◆ Activity ◆
In the records that follow, find each line containing "value" and copy it.

(Saved entries)
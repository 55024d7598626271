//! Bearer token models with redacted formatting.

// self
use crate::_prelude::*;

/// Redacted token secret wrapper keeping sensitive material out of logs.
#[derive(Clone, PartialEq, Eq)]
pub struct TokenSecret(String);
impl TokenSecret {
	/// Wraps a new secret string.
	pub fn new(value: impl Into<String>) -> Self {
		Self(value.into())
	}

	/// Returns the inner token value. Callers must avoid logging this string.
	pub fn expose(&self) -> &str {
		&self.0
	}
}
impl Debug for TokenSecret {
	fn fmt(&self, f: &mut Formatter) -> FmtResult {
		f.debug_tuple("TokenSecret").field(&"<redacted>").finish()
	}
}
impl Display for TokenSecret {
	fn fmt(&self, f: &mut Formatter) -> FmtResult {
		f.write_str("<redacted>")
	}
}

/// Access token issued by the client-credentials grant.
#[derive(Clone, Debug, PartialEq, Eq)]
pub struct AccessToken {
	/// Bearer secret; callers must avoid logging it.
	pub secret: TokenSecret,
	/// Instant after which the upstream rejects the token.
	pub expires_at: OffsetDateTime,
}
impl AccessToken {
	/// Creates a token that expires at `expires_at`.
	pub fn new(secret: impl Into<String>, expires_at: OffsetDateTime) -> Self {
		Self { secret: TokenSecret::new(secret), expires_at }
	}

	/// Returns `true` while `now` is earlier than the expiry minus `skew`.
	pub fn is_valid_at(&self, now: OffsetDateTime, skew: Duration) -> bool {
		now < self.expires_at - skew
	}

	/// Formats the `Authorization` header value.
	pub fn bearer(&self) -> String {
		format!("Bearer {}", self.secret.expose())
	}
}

◆ Answer section ◆
	pub fn new(value: impl Into<String>) -> Self {
		Self(value.into())
	/// Returns the inner token value. Callers must avoid logging this string.
	/// Formats the `Authorization` header value.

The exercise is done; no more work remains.